> **Work to complete**
Filter the data for "dispatcher" and copy matching lines.

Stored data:

<<<<

//! Best-effort destinations for generated query fragments.
//!
//! Recording never blocks and never fails query construction: rules call
//! [`FragmentSink::record`] and only log the error it returns.

use crate::query::QueryFragment;
use crossbeam_channel::{bounded, Receiver, Sender, TrySendError};
use parking_lot::Mutex;
use serde::Serialize;
use std::collections::VecDeque;
use std::sync::atomic::{AtomicU64, Ordering};
use std::sync::Arc;
use std::thread;
use thiserror::Error;

pub const TRACE_TARGET: &str = "catalog::search";

#[derive(Debug, Clone, PartialEq, Serialize)]
pub struct FragmentRecord {
    pub rule: String,
    pub fragment: QueryFragment,
}

impl FragmentRecord {
    pub fn new(rule: impl Into<String>, fragment: QueryFragment) -> Self {
        Self { rule: rule.into(), fragment }
    }
}

#[derive(Error, Debug)]
pub enum SinkError {
    #[error("sink busy, record dropped")]
    Busy,
    #[error("sink unavailable: {0}")]
    Unavailable(String),
}

pub trait FragmentSink: Send + Sync {
    fn record(&self, record: FragmentRecord) -> Result<(), SinkError>;
}

/// Records queued for the log worker before new ones are dropped.
pub const LOG_QUEUE_CAPACITY: usize = 1024;

/// Emits each record as a `debug` event with the fragment as JSON.
///
/// Formatting and writing happen on a dedicated thread fed by a bounded
/// queue; `record` only does a `try_send`. A full queue drops the record
/// and counts it. Events go to the dispatcher current when the sink was
/// created.
#[derive(Debug)]
pub struct TracingSink {
    tx: Sender<FragmentRecord>,
    dropped: AtomicU64,
}

impl Default for TracingSink {
    fn default() -> Self {
        Self::new(LOG_QUEUE_CAPACITY)
    }
}

impl TracingSink {
    pub fn new(capacity: usize) -> Self {
        let (tx, rx) = bounded(capacity.max(1));
        let dispatch = tracing::dispatcher::get_default(|current| current.clone());
        let spawned = thread::Builder::new()
            .name("fragment-log".into())
            .spawn(move || tracing::dispatcher::with_default(&dispatch, || drain(rx)));
        if let Err(err) = spawned {
            // The receiver is gone with the closure, so every record reports Unavailable.
            tracing::warn!(error = %err, "fragment log worker not started");
        }
        Self { tx, dropped: AtomicU64::new(0) }
    }

    pub fn dropped(&self) -> u64 {
        self.dropped.load(Ordering::Relaxed)
    }
}

fn drain(rx: Receiver<FragmentRecord>) {
    for record in rx {
        if !tracing::enabled!(target: TRACE_TARGET, tracing::Level::DEBUG) {
            continue;
        }
        match serde_json::to_string(&record.fragment) {
            Ok(fragment) => tracing::debug!(target: TRACE_TARGET, rule = %record.rule, %fragment, "query fragment"),
            Err(err) => tracing::warn!(rule = %record.rule, error = %err, "query fragment not encoded"),
        }
    }
}

impl FragmentSink for TracingSink {
    fn record(&self, record: FragmentRecord) -> Result<(), SinkError> {
        match self.tx.try_send(record) {
            Ok(()) => Ok(()),
            Err(TrySendError::Full(_)) => {
                self.dropped.fetch_add(1, Ordering::Relaxed);
                Err(SinkError::Busy)
            }
            Err(TrySendError::Disconnected(_)) => Err(SinkError::Unavailable("log worker stopped".into())),
        }
    }
}

/// Keeps the most recent records in memory for the debug endpoint.
///
/// Only ever `try_lock`s: a contended record is dropped and counted.
#[derive(Debug)]
pub struct RingSink {
    capacity: usize,
    records: Mutex<VecDeque<FragmentRecord>>,
    dropped: AtomicU64,
}

impl RingSink {
    pub fn new(capacity: usize) -> Self {
        let capacity = capacity.max(1);
        Self {
            capacity,
            records: Mutex::new(VecDeque::with_capacity(capacity)),
            dropped: AtomicU64::new(0),
        }
    }

    /// Oldest first.
    pub fn recent(&self) -> Vec<FragmentRecord> {
        self.records.lock().iter().cloned().collect()
    }

    pub fn dropped(&self) -> u64 {
        self.dropped.load(Ordering::Relaxed)
    }
}

impl FragmentSink for RingSink {
    fn record(&self, record: FragmentRecord) -> Result<(), SinkError> {
        let Some(mut records) = self.records.try_lock() else {
            self.dropped.fetch_add(1, Ordering::Relaxed);
            return Err(SinkError::Busy);
        };
        if records.len() == self.capacity {
            records.pop_front();
        }
        records.push_back(record);
        Ok(())
    }
}

/// Fans out to every sink; reports the first failure after trying all.
impl FragmentSink for Vec<Arc<dyn FragmentSink>> {
    fn record(&self, record: FragmentRecord) -> Result<(), SinkError> {
        let mut first_err = None;
        for sink in self {
            if let Err(err) = sink.record(record.clone()) {
                first_err.get_or_insert(err);
            }
        }
        match first_err {
            Some(err) => Err(err),
            None => Ok(()),
        }
    }
}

>>>>

> **Answer for the task**
/// and counts it. Events go to the dispatcher current when the sink was
        let dispatch = tracing::dispatcher::get_default(|current| current.clone());
            .spawn(move || tracing::dispatcher::with_default(&dispatch, || drain(rx)));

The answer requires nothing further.